Tony coge un trapo húmedo y se pone a limpiar las encimeras. Es pulcro y meticuloso hasta la obsesión, pero el desorden de la tía Ruma puede más que él.
—Te refieres después de haberte enterado de que...
—Leí algo sobre cómo sobrevivir a una infidelidad. Pensé que a lo mejor podría hacer que lo nuestro funcionara. Que quizá se había liado con otra porque me encontraba sosa...
—Te cuesta un poco abrirte a los demás, pero de sosa no tienes nada. Ni se te ocurra pensar lo contrario.
—Gracias, Tony. Eres un encanto, ¿lo sabes?
—Bueno, ¿qué puedo decir? A lo mejor tu ex está atravesando la crisis de los cuarenta.
Aprieto la taza entre los dedos con tanta fuerza que temo romperla.
—Eso también lo pensé. Se me ocurrió que a lo mejor necesitaba más atención, o que yo no estaba lo bastante pendiente de él. No sé por qué no se marchó sin más. No sé qué me habría resultado más doloroso.
Tony escurre el trapo en el fregadero y lo tiende sobre el grifo.
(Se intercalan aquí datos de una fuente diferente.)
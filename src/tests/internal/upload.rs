//! 上传对账：幂等、大小不一致重传、父目录自动创建、残留清理、批量失败汇总。

use std::path::Path;

use tempfile::TempDir;

use crate::remote_file::RemotePath;
use crate::sync::{FailureKind, ResultCode};
use crate::tests::{MockTransport, Op, random_bytes, syncer, write_local};

fn local_tree() -> (TempDir, std::path::PathBuf) {
    let dir = TempDir::new().unwrap();
    let photos = dir.path().join("photos");
    write_local(&photos, "a.jpg", &random_bytes(64));
    write_local(&photos, "sub/b.jpg", &random_bytes(128));
    (dir, photos)
}

#[tokio::test]
async fn uploading_unchanged_file_twice_skips_second_transfer() {
    let dir = TempDir::new().unwrap();
    let content = random_bytes(100);
    let local = write_local(dir.path(), "file.txt", &content);
    let syncer = syncer(MockTransport::new().with_dir("/dst"));

    let first = syncer.upload(&local, &RemotePath::new("/dst"), false).await;
    assert!(first.is_ok(), "{first}");
    assert_eq!(syncer.transport().file("/dst/file.txt").unwrap(), content);
    assert_eq!(syncer.transport().count(Op::Upload), 1);

    syncer.transport().reset_calls();
    let second = syncer.upload(&local, &RemotePath::new("/dst"), false).await;

    assert!(second.is_ok(), "{second}");
    assert_eq!(syncer.transport().count(Op::Upload), 0);
    assert_eq!(syncer.transport().mutation_count(), 0);
}

#[tokio::test]
async fn size_mismatch_triggers_exactly_one_reupload() {
    let dir = TempDir::new().unwrap();
    let content = random_bytes(100);
    let local = write_local(dir.path(), "file.txt", &content);
    let syncer = syncer(MockTransport::new().with_file("/dst/file.txt", &random_bytes(10)));

    let result = syncer.upload(&local, &RemotePath::new("/dst"), false).await;

    assert!(result.is_ok(), "{result}");
    assert_eq!(syncer.transport().count(Op::Upload), 1);
    assert_eq!(syncer.transport().file("/dst/file.txt").unwrap(), content);
}

#[tokio::test]
async fn equal_size_is_treated_as_identical() {
    let dir = TempDir::new().unwrap();
    let local = write_local(dir.path(), "file.txt", b"bbbb");
    let syncer = syncer(MockTransport::new().with_file("/dst/file.txt", b"aaaa"));

    let result = syncer.upload(&local, &RemotePath::new("/dst"), false).await;

    assert!(result.is_ok());
    assert_eq!(syncer.transport().count(Op::Upload), 0);
    assert_eq!(syncer.transport().file("/dst/file.txt").unwrap(), b"aaaa");
}

#[tokio::test]
async fn missing_ancestors_are_created_once_each() {
    let dir = TempDir::new().unwrap();
    let local = write_local(dir.path(), "file.txt", &random_bytes(32));
    let syncer = syncer(MockTransport::new());

    let result = syncer.upload(&local, &RemotePath::new("/a/b/c"), false).await;

    assert!(result.is_ok(), "{result}");
    let mock = syncer.transport();
    assert_eq!(mock.paths_of(Op::Mkdir), vec!["/a", "/a/b", "/a/b/c"]);
    assert_eq!(mock.count_ok(Op::Mkdir), 3);
    assert_eq!(mock.count_ok(Op::Upload), 1);
    // 第一次上传因父目录缺失失败，之后只重试一次
    assert_eq!(mock.count(Op::Upload), 2);
    assert!(mock.file("/a/b/c/file.txt").is_some());
}

#[tokio::test]
async fn truncated_upload_is_deleted_and_reported() {
    let dir = TempDir::new().unwrap();
    let local = write_local(dir.path(), "file.txt", &random_bytes(100));
    let mock = MockTransport::new().with_dir("/dst");
    mock.truncate_uploads();
    let syncer = syncer(mock);

    let result = syncer.upload(&local, &RemotePath::new("/dst"), false).await;

    assert_eq!(result.code, ResultCode::Fail(FailureKind::PartialTransfer));
    assert!(!syncer.transport().exists("/dst/file.txt"));
    assert_eq!(syncer.transport().count_ok(Op::Delete), 1);
}

#[tokio::test]
async fn new_directory_is_created_and_populated() {
    let (_dir, photos) = local_tree();
    let syncer = syncer(MockTransport::new());

    let result = syncer.upload(&photos, &RemotePath::root(), false).await;

    assert!(result.is_ok(), "{result}");
    let mock = syncer.transport();
    assert!(mock.is_dir_node("/photos"));
    assert!(mock.is_dir_node("/photos/sub"));
    assert_eq!(mock.file("/photos/a.jpg").unwrap().len(), 64);
    assert_eq!(mock.file("/photos/sub/b.jpg").unwrap().len(), 128);
    assert_eq!(mock.paths_of(Op::Mkdir), vec!["/photos", "/photos/sub"]);
}

#[tokio::test]
async fn existing_directory_is_reconciled_by_size() {
    let (_dir, photos) = local_tree();
    write_local(&photos, "c.jpg", &random_bytes(16));
    let a = std::fs::read(photos.join("a.jpg")).unwrap();

    let mock = MockTransport::new()
        .with_file("/photos/a.jpg", &a)
        .with_file("/photos/sub/b.jpg", &random_bytes(5));
    let syncer = syncer(mock);

    let result = syncer.upload(&photos, &RemotePath::root(), false).await;

    assert!(result.is_ok(), "{result}");
    let mock = syncer.transport();
    assert_eq!(mock.paths_of(Op::Upload), vec!["/photos/c.jpg", "/photos/sub/b.jpg"]);
    assert_eq!(mock.file("/photos/sub/b.jpg").unwrap().len(), 128);
    assert_eq!(mock.count(Op::Mkdir), 0);
}

#[tokio::test]
async fn sibling_failure_does_not_stop_the_rest() {
    let (_dir, photos) = local_tree();
    let mock = MockTransport::new();
    mock.fail_upload_on("/photos/a.jpg");
    let syncer = syncer(mock);

    let result = syncer.upload(&photos, &RemotePath::root(), false).await;

    assert_eq!(result.code, ResultCode::Fail(FailureKind::Transport));
    assert!(!syncer.transport().exists("/photos/a.jpg"));
    assert!(syncer.transport().exists("/photos/sub/b.jpg"));
}

#[tokio::test]
async fn directory_over_remote_file_is_a_conflict() {
    let (_dir, photos) = local_tree();
    let syncer = syncer(MockTransport::new().with_file("/photos", b"not a dir"));

    let result = syncer.upload(&photos, &RemotePath::root(), false).await;

    assert_eq!(result.failure(), Some(FailureKind::Conflict));
    assert_eq!(syncer.transport().mutation_count(), 0);
}

#[tokio::test]
async fn missing_local_path_fails_without_remote_calls() {
    let dir = TempDir::new().unwrap();
    let syncer = syncer(MockTransport::new());

    let result = syncer
        .upload(&dir.path().join("nope.txt"), &RemotePath::root(), false)
        .await;

    assert_eq!(result.failure(), Some(FailureKind::NotFound));
    assert!(syncer.transport().calls().is_empty());
}

#[tokio::test]
async fn recurse_places_file_at_given_path() {
    let dir = TempDir::new().unwrap();
    let local = write_local(dir.path(), "file.txt", b"hello");
    let syncer = syncer(MockTransport::new().with_dir("/dst"));

    let result = syncer
        .upload(Path::new(&local), &RemotePath::new("/dst/renamed.txt"), true)
        .await;

    assert!(result.is_ok(), "{result}");
    assert_eq!(syncer.transport().file("/dst/renamed.txt").unwrap(), b"hello");
    assert!(!syncer.transport().exists("/dst/file.txt"));
}

#[cfg(unix)]
#[tokio::test]
async fn symlinked_files_are_uploaded_as_their_targets() {
    let (dir, photos) = local_tree();
    let real = random_bytes(32);
    let target = write_local(dir.path(), "elsewhere/real.txt", &real);
    std::os::unix::fs::symlink(&target, photos.join("link.txt")).unwrap();
    let syncer = syncer(MockTransport::new().with_dir("/dst"));

    let result = syncer.upload(&photos, &RemotePath::new("/dst"), false).await;

    assert!(result.is_ok(), "{result}");
    assert_eq!(syncer.transport().file("/dst/photos/link.txt").unwrap(), real);
    assert!(syncer.transport().exists("/dst/photos/sub/b.jpg"));
}

#[cfg(unix)]
#[tokio::test]
async fn dangling_symlink_fails_the_upload() {
    let (dir, photos) = local_tree();
    std::os::unix::fs::symlink(dir.path().join("gone.txt"), photos.join("gone.txt")).unwrap();
    let syncer = syncer(MockTransport::new().with_dir("/dst"));

    let result = syncer.upload(&photos, &RemotePath::new("/dst"), false).await;

    assert_eq!(result.failure(), Some(FailureKind::LocalIo));
}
—Engañarte con otra ha sido una cabronada.
Bebo a sorbos el líquido reconfortante. Unas pocas hojas de manzanilla se han escapado de la bolsita y flotan en la superficie de la infusión.
—Es un narcisista, solo piensa en sí mismo... —Las manos me tiemblan tanto que derramo lo que queda de infusión sobre mi propio regazo. Me levanto de un brinco, y Tony acude raudo a frotarme los vaqueros con el trapo.
—Lo superarás. Respira hondo. Tienes que creer en ti misma. Eres una superviviente.
Se me forma un nudo en la garganta y vuelvo a notar el escozor de las lágrimas en los ojos.
—Estoy hecha una mierda, y llevamos casi un año separados.
—Estas cosas llevan su tiempo. Te sentirás mejor, ya lo verás. Sal y haz algo divertido: puenting, parapente...
—Me siento triste, no suicida. —Me froto las mejillas con las manos y me tizno los dedos de rímel—. Quiero que el tiempo avance deprisa, dejar atrás todo este dolor. No quiero pasar por esto.
—He oído decir que algún día será posible viajar en el tiempo, pero de momento tienes que conformarte con sacar fuera todo ese dolor. A gritos, si hace falta.